PROBLEM REQUIREMENTS - Nothing should differ between your answer and the records.

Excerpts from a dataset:
· · ·

//! Result shapes of the host tooling protocol.
//!
//! These mirror the TypeScript-server response types the host renders
//! (completion info, completion entry details, quick info, outlining spans),
//! serialized with the host's camelCase wire names. They carry no behavior:
//! every value is derived from a generic language-service result by the
//! bridge, computed fresh per call and never cached.

#![forbid(unsafe_code)]

use std::fmt;

use serde::{Deserialize, Serialize};

/// Element kinds the host understands, with their wire spellings.
///
/// The bridge only ever produces the subset below; the host's full vocabulary
/// is wider but nothing here maps onto it.
#[derive(Clone, Copy, Debug, Default, PartialEq, Eq, Hash, Serialize, Deserialize)]
pub enum ScriptElementKind {
    #[default]
    #[serde(rename = "")]
    Unknown,
    #[serde(rename = "method")]
    MemberFunction,
    #[serde(rename = "function")]
    Function,
    #[serde(rename = "constructor")]
    ConstructorImplementation,
    #[serde(rename = "var")]
    Variable,
    #[serde(rename = "class")]
    Class,
    #[serde(rename = "interface")]
    Interface,
    #[serde(rename = "module")]
    Module,
    #[serde(rename = "property")]
    MemberVariable,
    #[serde(rename = "const")]
    Const,
    #[serde(rename = "enum")]
    Enum,
    #[serde(rename = "keyword")]
    Keyword,
    #[serde(rename = "alias")]
    Alias,
    #[serde(rename = "string")]
    String,
}

impl ScriptElementKind {
    pub fn as_str(self) -> &'static str {
        match self {
            ScriptElementKind::Unknown => "",
            ScriptElementKind::MemberFunction => "method",
            ScriptElementKind::Function => "function",
            ScriptElementKind::ConstructorImplementation => "constructor",
            ScriptElementKind::Variable => "var",
            ScriptElementKind::Class => "class",
            ScriptElementKind::Interface => "interface",
            ScriptElementKind::Module => "module",
            ScriptElementKind::MemberVariable => "property",
            ScriptElementKind::Const => "const",
            ScriptElementKind::Enum => "enum",
            ScriptElementKind::Keyword => "keyword",
            ScriptElementKind::Alias => "alias",
            ScriptElementKind::String => "string",
        }
    }
}

impl fmt::Display for ScriptElementKind {
    fn fmt(&self, f: &mut fmt::Formatter<'_>) -> fmt::Result {
        f.write_str(self.as_str())
    }
}

/// Kind-modifier strings attached to completion details and quick info.
pub mod kind_modifiers {
    pub const NONE: &str = "";
    /// Marks a symbol as declared outside the current compilation unit.
    pub const AMBIENT: &str = "declare";
}

/// A `(start, length)` span of host-file offsets.
#[derive(Clone, Copy, Debug, Default, PartialEq, Eq, Serialize, Deserialize)]
pub struct TextSpan {
    pub start: usize,
    pub length: usize,
}

/// One fragment of rendered symbol text.
#[derive(Clone, Debug, PartialEq, Eq, Serialize, Deserialize)]
pub struct SymbolDisplayPart {
    pub text: String,
    pub kind: String,
}

impl SymbolDisplayPart {
    /// A plain-text part, as used for detail and documentation strings.
    pub fn text(text: impl Into<String>) -> Self {
        Self {
            text: text.into(),
            kind: "text".to_string(),
        }
    }

    /// A part of unclassified kind, as used for hover content.
    pub fn unknown(text: impl Into<String>) -> Self {
        Self {
            text: text.into(),
            kind: "unknown".to_string(),
        }
    }
}

#[derive(Clone, Debug, PartialEq, Eq, Serialize, Deserialize)]
#[serde(rename_all = "camelCase")]
pub struct CompletionInfo {
    pub is_global_completion: bool,
    pub is_member_completion: bool,
    pub is_new_identifier_location: bool,
    pub entries: Vec<CompletionEntry>,
}

#[derive(Clone, Debug, PartialEq, Eq, Serialize, Deserialize)]
#[serde(rename_all = "camelCase")]
pub struct CompletionEntry {
    pub name: String,
    pub kind: ScriptElementKind,
    pub sort_text: String,
    /// Text inserted instead of `name` when the entry carries its own edit.
    #[serde(default, skip_serializing_if = "Option::is_none")]
    pub insert_text: Option<String>,
    /// Host-file span replaced by `insert_text`.
    #[serde(default, skip_serializing_if = "Option::is_none")]
    pub replacement_span: Option<TextSpan>,
}

#[derive(Clone, Debug, PartialEq, Eq, Serialize, Deserialize)]
pub struct JsDocTagInfo {
    pub name: String,
    #[serde(default, skip_serializing_if = "Option::is_none")]
    pub text: Option<String>,
}

#[derive(Clone, Debug, PartialEq, Eq, Serialize, Deserialize)]
#[serde(rename_all = "camelCase")]
pub struct CompletionEntryDetails {
    pub name: String,
    pub kind: ScriptElementKind,
    pub kind_modifiers: String,
    pub display_parts: Vec<SymbolDisplayPart>,
    #[serde(default)]
    pub documentation: Vec<SymbolDisplayPart>,
    #[serde(default)]
    pub tags: Vec<JsDocTagInfo>,
}

#[derive(Clone, Debug, PartialEq, Eq, Serialize, Deserialize)]
#[serde(rename_all = "camelCase")]
pub struct QuickInfo {
    pub kind: ScriptElementKind,
    pub kind_modifiers: String,
    pub text_span: TextSpan,
    pub display_parts: Vec<SymbolDisplayPart>,
    #[serde(default)]
    pub documentation: Vec<SymbolDisplayPart>,
    #[serde(default)]
    pub tags: Vec<JsDocTagInfo>,
}

#[derive(Clone, Copy, Debug, PartialEq, Eq, Serialize, Deserialize)]
#[serde(rename_all = "lowercase")]
pub enum OutliningSpanKind {
    Comment,
    Region,
    Code,
    Imports,
}

#[derive(Clone, Debug, PartialEq, Eq, Serialize, Deserialize)]
#[serde(rename_all = "camelCase")]
pub struct OutliningSpan {
    /// The span collapsed by the host when the region is folded.
    pub text_span: TextSpan,
    /// The span the host highlights when hovering the fold control.
    pub hint_span: TextSpan,
    pub banner_text: String,
    pub auto_collapse: bool,
    pub kind: OutliningSpanKind,
}
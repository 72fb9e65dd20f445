//! The virtual document handed to embedded language services.

use lsp_types::Position;

use crate::text::{LineIndex, TextSize};

/// One snapshot of embedded content, addressed with its own coordinate space.
///
/// A `TextDocument` is immutable; an edit to the surrounding host file
/// produces a new snapshot with a bumped version rather than mutating this
/// one. Conversions are total: out-of-range positions clamp the way editor
/// virtual documents clamp (see [`LineIndex::offset_at`]).
#[derive(Clone, Debug)]
pub struct TextDocument {
    uri: String,
    language_id: String,
    version: i32,
    text: String,
    line_index: LineIndex,
}

impl TextDocument {
    pub fn new(
        uri: impl Into<String>,
        language_id: impl Into<String>,
        version: i32,
        text: impl Into<String>,
    ) -> Self {
        let text = text.into();
        let line_index = LineIndex::new(&text);
        Self {
            uri: uri.into(),
            language_id: language_id.into(),
            version,
            text,
            line_index,
        }
    }

    #[inline]
    pub fn uri(&self) -> &str {
        &self.uri
    }

    #[inline]
    pub fn language_id(&self) -> &str {
        &self.language_id
    }

    #[inline]
    pub fn version(&self) -> i32 {
        self.version
    }

    #[inline]
    pub fn text(&self) -> &str {
        &self.text
    }

    #[inline]
    pub fn line_count(&self) -> u32 {
        self.line_index.line_count()
    }

    /// Byte offset of `position` within this document's text (clamping).
    pub fn offset_at(&self, position: Position) -> usize {
        u32::from(self.line_index.offset_at(&self.text, position)) as usize
    }

    /// Position of the byte `offset` within this document's text (clamping).
    pub fn position_at(&self, offset: usize) -> Position {
        self.line_index
            .position(&self.text, TextSize::from(offset.min(u32::MAX as usize) as u32))
    }
}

· · ·

ANSWER FOR THIS EXERCISE -
//! Result shapes of the host tooling protocol.
//!
//! These mirror the TypeScript-server response types the host renders
//! (completion info, completion entry details, quick info, outlining spans),
//! serialized with the host's camelCase wire names. They carry no behavior:
//! every value is derived from a generic language-service result by the
//! bridge, computed fresh per call and never cached.

#![forbid(unsafe_code)]

use std::fmt;

use serde::{Deserialize, Serialize};

/// Element kinds the host understands, with their wire spellings.
///
/// The bridge only ever produces the subset below; the host's full vocabulary
/// is wider but nothing here maps onto it.
#[derive(Clone, Copy, Debug, Default, PartialEq, Eq, Hash, Serialize, Deserialize)]
pub enum ScriptElementKind {
    #[default]
    #[serde(rename = "")]
    Unknown,
    #[serde(rename = "method")]
    MemberFunction,
    #[serde(rename = "function")]
    Function,
    #[serde(rename = "constructor")]
    ConstructorImplementation,
    #[serde(rename = "var")]
    Variable,
    #[serde(rename = "class")]
    Class,
    #[serde(rename = "interface")]
    Interface,
    #[serde(rename = "module")]
    Module,
    #[serde(rename = "property")]
    MemberVariable,
    #[serde(rename = "const")]
    Const,
    #[serde(rename = "enum")]
    Enum,
    #[serde(rename = "keyword")]
    Keyword,
    #[serde(rename = "alias")]
    Alias,
    #[serde(rename = "string")]
    String,
}

impl ScriptElementKind {
    pub fn as_str(self) -> &'static str {
        match self {
            ScriptElementKind::Unknown => "",
            ScriptElementKind::MemberFunction => "method",
            ScriptElementKind::Function => "function",
            ScriptElementKind::ConstructorImplementation => "constructor",
            ScriptElementKind::Variable => "var",
            ScriptElementKind::Class => "class",
            ScriptElementKind::Interface => "interface",
            ScriptElementKind::Module => "module",
            ScriptElementKind::MemberVariable => "property",
            ScriptElementKind::Const => "const",
            ScriptElementKind::Enum => "enum",
            ScriptElementKind::Keyword => "keyword",
            ScriptElementKind::Alias => "alias",
            ScriptElementKind::String => "string",
        }
    }
}

impl fmt::Display for ScriptElementKind {
    fn fmt(&self, f: &mut fmt::Formatter<'_>) -> fmt::Result {
        f.write_str(self.as_str())
    }
}

/// Kind-modifier strings attached to completion details and quick info.
pub mod kind_modifiers {
    pub const NONE: &str = "";
    /// Marks a symbol as declared outside the current compilation unit.
    pub const AMBIENT: &str = "declare";
}

/// A `(start, length)` span of host-file offsets.
#[derive(Clone, Copy, Debug, Default, PartialEq, Eq, Serialize, Deserialize)]
pub struct TextSpan {
    pub start: usize,
    pub length: usize,
}

/// One fragment of rendered symbol text.
#[derive(Clone, Debug, PartialEq, Eq, Serialize, Deserialize)]
pub struct SymbolDisplayPart {
    pub text: String,
    pub kind: String,
}

impl SymbolDisplayPart {
    /// A plain-text part, as used for detail and documentation strings.
    pub fn text(text: impl Into<String>) -> Self {
        Self {
            text: text.into(),
            kind: "text".to_string(),
        }
    }

    /// A part of unclassified kind, as used for hover content.
    pub fn unknown(text: impl Into<String>) -> Self {
        Self {
            text: text.into(),
            kind: "unknown".to_string(),
        }
    }
}

#[derive(Clone, Debug, PartialEq, Eq, Serialize, Deserialize)]
#[serde(rename_all = "camelCase")]
pub struct CompletionInfo {
    pub is_global_completion: bool,
    pub is_member_completion: bool,
    pub is_new_identifier_location: bool,
    pub entries: Vec<CompletionEntry>,
}

#[derive(Clone, Debug, PartialEq, Eq, Serialize, Deserialize)]
#[serde(rename_all = "camelCase")]
pub struct CompletionEntry {
    pub name: String,
    pub kind: ScriptElementKind,
    pub sort_text: String,
    /// Text inserted instead of `name` when the entry carries its own edit.
    #[serde(default, skip_serializing_if = "Option::is_none")]
    pub insert_text: Option<String>,
    /// Host-file span replaced by `insert_text`.
    #[serde(default, skip_serializing_if = "Option::is_none")]
    pub replacement_span: Option<TextSpan>,
}

#[derive(Clone, Debug, PartialEq, Eq, Serialize, Deserialize)]
pub struct JsDocTagInfo {
    pub name: String,
    #[serde(default, skip_serializing_if = "Option::is_none")]
    pub text: Option<String>,
}

#[derive(Clone, Debug, PartialEq, Eq, Serialize, Deserialize)]
#[serde(rename_all = "camelCase")]
pub struct CompletionEntryDetails {
    pub name: String,
    pub kind: ScriptElementKind,
    pub kind_modifiers: String,
    pub display_parts: Vec<SymbolDisplayPart>,
    #[serde(default)]
    pub documentation: Vec<SymbolDisplayPart>,
    #[serde(default)]
    pub tags: Vec<JsDocTagInfo>,
}

#[derive(Clone, Debug, PartialEq, Eq, Serialize, Deserialize)]
#[serde(rename_all = "camelCase")]
pub struct QuickInfo {
    pub kind: ScriptElementKind,
    pub kind_modifiers: String,
    pub text_span: TextSpan,
    pub display_parts: Vec<SymbolDisplayPart>,
    #[serde(default)]
    pub documentation: Vec<SymbolDisplayPart>,
    #[serde(default)]
    pub tags: Vec<JsDocTagInfo>,
}

#[derive(Clone, Copy, Debug, PartialEq, Eq, Serialize, Deserialize)]
#[serde(rename_all = "lowercase")]
pub enum OutliningSpanKind {
    Comment,
    Region,
    Code,
    Imports,
}

#[derive(Clone, Debug, PartialEq, Eq, Serialize, Deserialize)]
#[serde(rename_all = "camelCase")]
pub struct OutliningSpan {
    /// The span collapsed by the host when the region is folded.
    pub text_span: TextSpan,
    /// The span the host highlights when hovering the fold control.
    pub hint_span: TextSpan,
    pub banner_text: String,
    pub auto_collapse: bool,
    pub kind: OutliningSpanKind,
}
repository 72fb9e65dd20f445
//! The virtual document handed to embedded language services.

use lsp_types::Position;

use crate::text::{LineIndex, TextSize};

/// One snapshot of embedded content, addressed with its own coordinate space.
///
/// A `TextDocument` is immutable; an edit to the surrounding host file
/// produces a new snapshot with a bumped version rather than mutating this
/// one. Conversions are total: out-of-range positions clamp the way editor
/// virtual documents clamp (see [`LineIndex::offset_at`]).
#[derive(Clone, Debug)]
pub struct TextDocument {
    uri: String,
    language_id: String,
    version: i32,
    text: String,
    line_index: LineIndex,
}

impl TextDocument {
    pub fn new(
        uri: impl Into<String>,
        language_id: impl Into<String>,
        version: i32,
        text: impl Into<String>,
    ) -> Self {
        let text = text.into();
        let line_index = LineIndex::new(&text);
        Self {
            uri: uri.into(),
            language_id: language_id.into(),
            version,
            text,
            line_index,
        }
    }

    #[inline]
    pub fn uri(&self) -> &str {
        &self.uri
    }

    #[inline]
    pub fn language_id(&self) -> &str {
        &self.language_id
    }

    #[inline]
    pub fn version(&self) -> i32 {
        self.version
    }

    #[inline]
    pub fn text(&self) -> &str {
        &self.text
    }

    #[inline]
    pub fn line_count(&self) -> u32 {
        self.line_index.line_count()
    }

    /// Byte offset of `position` within this document's text (clamping).
    pub fn offset_at(&self, position: Position) -> usize {
        u32::from(self.line_index.offset_at(&self.text, position)) as usize
    }

    /// Position of the byte `offset` within this document's text (clamping).
    pub fn position_at(&self, offset: usize) -> Position {
        self.line_index
            .position(&self.text, TextSize::from(offset.min(u32::MAX as usize) as u32))
    }
}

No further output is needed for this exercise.